■ Exercise description
Please give back word for word the lines below, from the first one through the one with "region centers, so".

■ Records for the exercise
=== Begin Enclosure ===

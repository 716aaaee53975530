//! Local preview tool: renders the controller to PNG files + atlas.
//! No X11 needed; runs on macOS/Linux/Windows.
//!
//! Usage: cargo run --bin preview [-- --out DIR]
//!
//! Each scenario drives the controller with touches at region centers, so
//! the pressed highlights come from the real touch -> button mapping.
//!
//! Outputs:
//!   preview-output/landscape-*.png  — 844x390 scenarios
//!   preview-output/portrait-*.png   — 390x844 scenarios
//!   preview-output/atlas.png        — single tiled overview

use std::cell::RefCell;
use std::path::{Path, PathBuf};
use std::rc::Rc;

use log::{error, info};

use onscreen_controller::buttons::{Button, Region};
use onscreen_controller::config::ControllerConfig;
use onscreen_controller::controller::{ButtonHandlers, OnscreenController};
use onscreen_controller::geometry::Rect;
use onscreen_controller::renderer::Renderer;
use onscreen_controller::touch::Touch;

const ORIENTATIONS: [(&str, u32, u32); 2] = [("landscape", 844, 390), ("portrait", 390, 844)];

const SCENARIOS: [(&str, &[Region]); 6] = [
    ("idle", &[]),
    ("up", &[Region::Up]),
    ("up-right-a", &[Region::UpRight, Region::A]),
    ("down-left-b", &[Region::DownLeft, Region::B]),
    ("select-start", &[Region::Select, Region::Start]),
    ("dead-zone", &[Region::Center]),
];

/// Opaque backdrop the transparent overlay is composited onto.
const BACKDROP: [u8; 3] = [40, 44, 52];

struct Frame {
    rgba: Vec<u8>,
    width: u32,
    height: u32,
}

fn main() {
    env_logger::Builder::from_env(env_logger::Env::default().default_filter_or("info")).init();

    let out = std::env::args()
        .skip_while(|a| a != "--out")
        .nth(1)
        .map(PathBuf::from)
        .unwrap_or_else(|| PathBuf::from("preview-output"));

    if let Err(e) = run(&out) {
        error!("Preview failed: {e}");
        std::process::exit(1);
    }
}

fn run(out: &Path) -> Result<(), String> {
    let (config, _) = ControllerConfig::find_and_load();
    let renderer = Renderer::new(&config.style);
    std::fs::create_dir_all(out).map_err(|e| format!("create {}: {e}", out.display()))?;

    let mut frames = Vec::new();
    for (orientation, w, h) in ORIENTATIONS {
        let log: Rc<RefCell<Vec<(Button, bool)>>> = Rc::new(RefCell::new(Vec::new()));
        let sink = log.clone();
        let handlers = ButtonHandlers::from_fn(move |button, pressed| sink.borrow_mut().push((button, pressed)));
        let mut controller = OnscreenController::with_config(handlers, config.layout.clone());
        controller.layout_changed(Rect::new(0.0, 0.0, w as f32, h as f32));

        for (name, regions) in SCENARIOS {
            let touches: Vec<Touch> = regions
                .iter()
                .enumerate()
                .filter_map(|(i, r)| {
                    let c = controller.region_frames().get(*r)?.center();
                    Some(Touch::new(i as u64, c.x, c.y))
                })
                .collect();

            log.borrow_mut().clear();
            controller.touches_began(&touches);
            let pressed: Vec<&str> = log.borrow().iter().filter(|(_, on)| *on).map(|(b, _)| b.name()).collect();
            info!("{orientation}/{name}: {} callbacks, pressed {:?}", log.borrow().len(), pressed);

            let Some(layout) = controller.layout() else {
                return Err("controller has no layout".to_string());
            };
            let argb = renderer.render(layout, &controller.button_states());
            let frame = Frame { rgba: composite_over_backdrop(&argb), width: w, height: h };
            save_rgba_png(&out.join(format!("{orientation}-{name}.png")), &frame)?;
            frames.push(frame);

            controller.touches_ended(&touches);
        }
    }

    let atlas = build_atlas(&frames, 3, 8);
    let atlas_path = out.join("atlas.png");
    save_rgba_png(&atlas_path, &atlas)?;
    println!("atlas: {} ({}x{}, {} frames)", atlas_path.display(), atlas.width, atlas.height, frames.len());
    println!("individual frames in {}/", out.display());
    Ok(())
}

/// Composite the ARGB overlay over an opaque backdrop, as RGBA bytes.
fn composite_over_backdrop(argb: &[u32]) -> Vec<u8> {
    let mut rgba = Vec::with_capacity(argb.len() * 4);
    for &px in argb {
        let a = (px >> 24) & 0xFF;
        let inv = 255 - a;
        // Renderer output is premultiplied.
        let channel = |shift: u32, bg: u8| (((px >> shift) & 0xFF) + bg as u32 * inv / 255).min(255) as u8;
        rgba.push(channel(16, BACKDROP[0]));
        rgba.push(channel(8, BACKDROP[1]));
        rgba.push(channel(0, BACKDROP[2]));
        rgba.push(255);
    }
    rgba
}

/// Tile frames left to right, top to bottom, each in a cell sized to the
/// largest frame.
fn build_atlas(frames: &[Frame], cols: u32, pad: u32) -> Frame {
    let cell_w = frames.iter().map(|f| f.width).max().unwrap_or(0);
    let cell_h = frames.iter().map(|f| f.height).max().unwrap_or(0);
    let rows = (frames.len() as u32).div_ceil(cols);
    let width = cols * (cell_w + pad) + pad;
    let height = rows * (cell_h + pad) + pad;

    let mut rgba = vec![0u8; (width * height * 4) as usize];
    for px in rgba.chunks_exact_mut(4) {
        px.copy_from_slice(&[20, 20, 28, 255]);
    }

    for (idx, frame) in frames.iter().enumerate() {
        let ox = pad + (idx as u32 % cols) * (cell_w + pad);
        let oy = pad + (idx as u32 / cols) * (cell_h + pad);
        for y in 0..frame.height {
            let src = (y * frame.width * 4) as usize;
            let dst = (((oy + y) * width + ox) * 4) as usize;
            let len = (frame.width * 4) as usize;
            rgba[dst..dst + len].copy_from_slice(&frame.rgba[src..src + len]);
        }
    }

    Frame { rgba, width, height }
}

fn save_rgba_png(path: &Path, frame: &Frame) -> Result<(), String> {
    let file = std::fs::File::create(path).map_err(|e| format!("create {}: {e}", path.display()))?;
    let buf = std::io::BufWriter::new(file);
    let mut encoder = png::Encoder::new(buf, frame.width, frame.height);
    encoder.set_color(png::ColorType::Rgba);
    encoder.set_depth(png::BitDepth::Eight);
    let mut writer = encoder.write_header().map_err(|e| format!("png header: {e}"))?;
    writer.write_image_data(&frame.rgba).map_err(|e| format!("png data: {e}"))
}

=== End Enclosure ===

■ Answer to the exercise
repository 716aaaee53975530
//! Local preview tool: renders the controller to PNG files + atlas.
//! No X11 needed; runs on macOS/Linux/Windows.
//!
//! Usage: cargo run --bin preview [-- --out DIR]
//!
//! Each scenario drives the controller with touches at region centers, so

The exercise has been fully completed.